» REQUIRED WORK: Check every line below for the string "PushStream". Copy the ones that have it.

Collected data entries
-------

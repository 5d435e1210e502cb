//! LZW decoding.

use crate::config::LzwConfig;
use crate::dictionary::LzwDictionary;
use streampack_core::bitseq::BitOrder;
use streampack_core::error::{CodecError, Result};
use streampack_core::push::PushStream;

/// Push-stream LZW decoder.
///
/// Code words are extracted from the incoming bytes at the current width;
/// bits left over at a chunk boundary stay in the instance, so a code split
/// across two pushes is reassembled transparently.
#[derive(Debug)]
pub struct LzwDecoder {
    dict: LzwDictionary,
    /// Unprocessed bits carried between pushes.
    read_buffer: u32,
    read_buffer_bits: u8,
    /// Last real code received; starts out as the clear code.
    last_code: u16,
    output: Vec<u8>,
    finished: bool,
}

impl LzwDecoder {
    /// Create a decoder for the given stream parameters.
    pub fn new(config: LzwConfig) -> Self {
        let dict = LzwDictionary::new(config);
        let last_code = dict.clear_code();
        Self {
            dict,
            read_buffer: 0,
            read_buffer_bits: 0,
            last_code,
            output: Vec::new(),
            finished: false,
        }
    }

    /// Decoder for LSB-first packed codes over an `n_symbols` alphabet.
    pub fn new_lsb(n_symbols: u16) -> Self {
        Self::new(LzwConfig::lsb(n_symbols))
    }

    /// Decoder for MSB-first packed codes over an `n_symbols` alphabet.
    pub fn new_msb(n_symbols: u16) -> Self {
        Self::new(LzwConfig::msb(n_symbols))
    }

    /// Width of the next code to read.
    ///
    /// The decoder trails the encoder's dictionary by one entry (the entry
    /// for the code being read is only added after it arrives), so the
    /// pending entry is counted in before sizing the width.
    fn code_width(&self) -> u8 {
        let mut len = self.dict.len();
        if self.last_code != self.dict.clear_code() && !self.dict.is_full() {
            len += 1;
        }
        let mut width = 1u8;
        while len > 1 << width {
            width += 1;
        }
        width
    }
}

impl PushStream for LzwDecoder {
    fn push(&mut self, data: &[u8], complete: bool) -> Result<usize> {
        let mut offset = 0;

        while !self.finished {
            // Top up the bit buffer until a full code word is available.
            let width = self.code_width();
            while self.read_buffer_bits < width && offset < data.len() {
                let byte = data[offset] as u32;
                match self.dict.config().order {
                    BitOrder::Lsb => self.read_buffer |= byte << self.read_buffer_bits,
                    BitOrder::Msb => self.read_buffer = (self.read_buffer << 8) | byte,
                }
                self.read_buffer_bits += 8;
                offset += 1;
            }
            if self.read_buffer_bits < width {
                break;
            }

            // Extract the next code word.
            let mask = (1u32 << width) - 1;
            let code = match self.dict.config().order {
                BitOrder::Lsb => {
                    let code = (self.read_buffer & mask) as u16;
                    self.read_buffer >>= width;
                    code
                }
                BitOrder::Msb => {
                    let unused = self.read_buffer_bits - width;
                    let code = ((self.read_buffer >> unused) & mask) as u16;
                    self.read_buffer &= (1u32 << unused) - 1;
                    code
                }
            };
            self.read_buffer_bits -= width;

            let clear_code = self.dict.clear_code();
            if code == clear_code {
                self.dict.reset();
                self.last_code = clear_code;
                continue;
            }
            if code == self.dict.end_code() {
                self.finished = true;
                break;
            }

            let dict_len = self.dict.len() as u16;
            let first_byte;
            if code < dict_len {
                let entry = self
                    .dict
                    .entry(code)
                    .ok_or_else(|| CodecError::undefined_dictionary_code(code))?;
                first_byte = entry[0];
                self.output.extend_from_slice(entry);
            } else if code == dict_len && self.last_code != clear_code {
                // The code for the entry about to be defined: previous
                // string plus its own first byte.
                let previous = self
                    .dict
                    .entry(self.last_code)
                    .ok_or_else(|| CodecError::undefined_dictionary_code(self.last_code))?;
                first_byte = previous[0];
                self.output.extend_from_slice(previous);
                self.output.push(first_byte);
            } else {
                return Err(CodecError::undefined_dictionary_code(code));
            }

            if self.last_code != clear_code && !self.dict.is_full() {
                self.dict.append(self.last_code, first_byte);
            }
            self.last_code = code;
        }

        if complete && !self.finished {
            return Err(CodecError::PrematureEndOfStream);
        }
        Ok(offset)
    }

    fn take_output(&mut self) -> Vec<u8> {
        std::mem::take(&mut self.output)
    }

    fn is_finished(&self) -> bool {
        self.finished
    }
}

#[cfg(test)]
mod tests {
    use super::*;
    use streampack_core::run_to_end;

    #[test]
    fn test_initial_code_width() {
        assert_eq!(LzwDecoder::new_lsb(256).code_width(), 9);
        // 5 literals + clear + end = 7 codes, needing 3 bits.
        assert_eq!(LzwDecoder::new_lsb(5).code_width(), 3);
    }

    #[test]
    fn test_self_referential_code() {
        // "ababab..." style input exercises the code-for-pending-entry case:
        // the encoder emits a code one past the decoder's dictionary.
        let original = b"abababababab";
        let compressed = crate::compress(original, LzwConfig::lsb(256)).unwrap();
        let decompressed = run_to_end(&mut LzwDecoder::new_lsb(256), &compressed).unwrap();
        assert_eq!(decompressed, original);
    }

    #[test]
    fn test_output_survives_error() {
        // "hello" with the final code overwritten to 511.
        let data = [0x00, 0xd1, 0x94, 0x61, 0xc3, 0xe6, 0x7f, 0x40];
        let mut decoder = LzwDecoder::new_lsb(256);
        let err = decoder.push(&data, true).unwrap_err();
        assert!(matches!(err, CodecError::UndefinedDictionaryCode { .. }));
        // Bytes decoded before the bad code are still available.
        assert_eq!(decoder.take_output(), b"hell");
    }
}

-------

» ANSWER BELOW:
use streampack_core::push::PushStream;
impl PushStream for LzwDecoder {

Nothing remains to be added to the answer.